__Data__:
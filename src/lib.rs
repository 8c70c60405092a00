pub mod abi;
pub mod chain;
pub mod config;
pub mod enrich;
pub mod group;
pub mod onchain;
pub mod output;
pub mod ownership;
pub mod pipeline;
pub mod report;
pub mod snapshot;
pub mod sources;
pub mod tables;
pub mod vault;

__Task goal__: Exactly as written above, set down the whole listing again.

__Written solution__:
filename src/lib.rs
repository 8c70c60405092a00
pub mod abi;
pub mod chain;
pub mod config;
pub mod enrich;
pub mod group;
pub mod onchain;
pub mod output;
pub mod ownership;
pub mod pipeline;
pub mod report;
pub mod snapshot;
pub mod sources;
pub mod tables;
pub mod vault;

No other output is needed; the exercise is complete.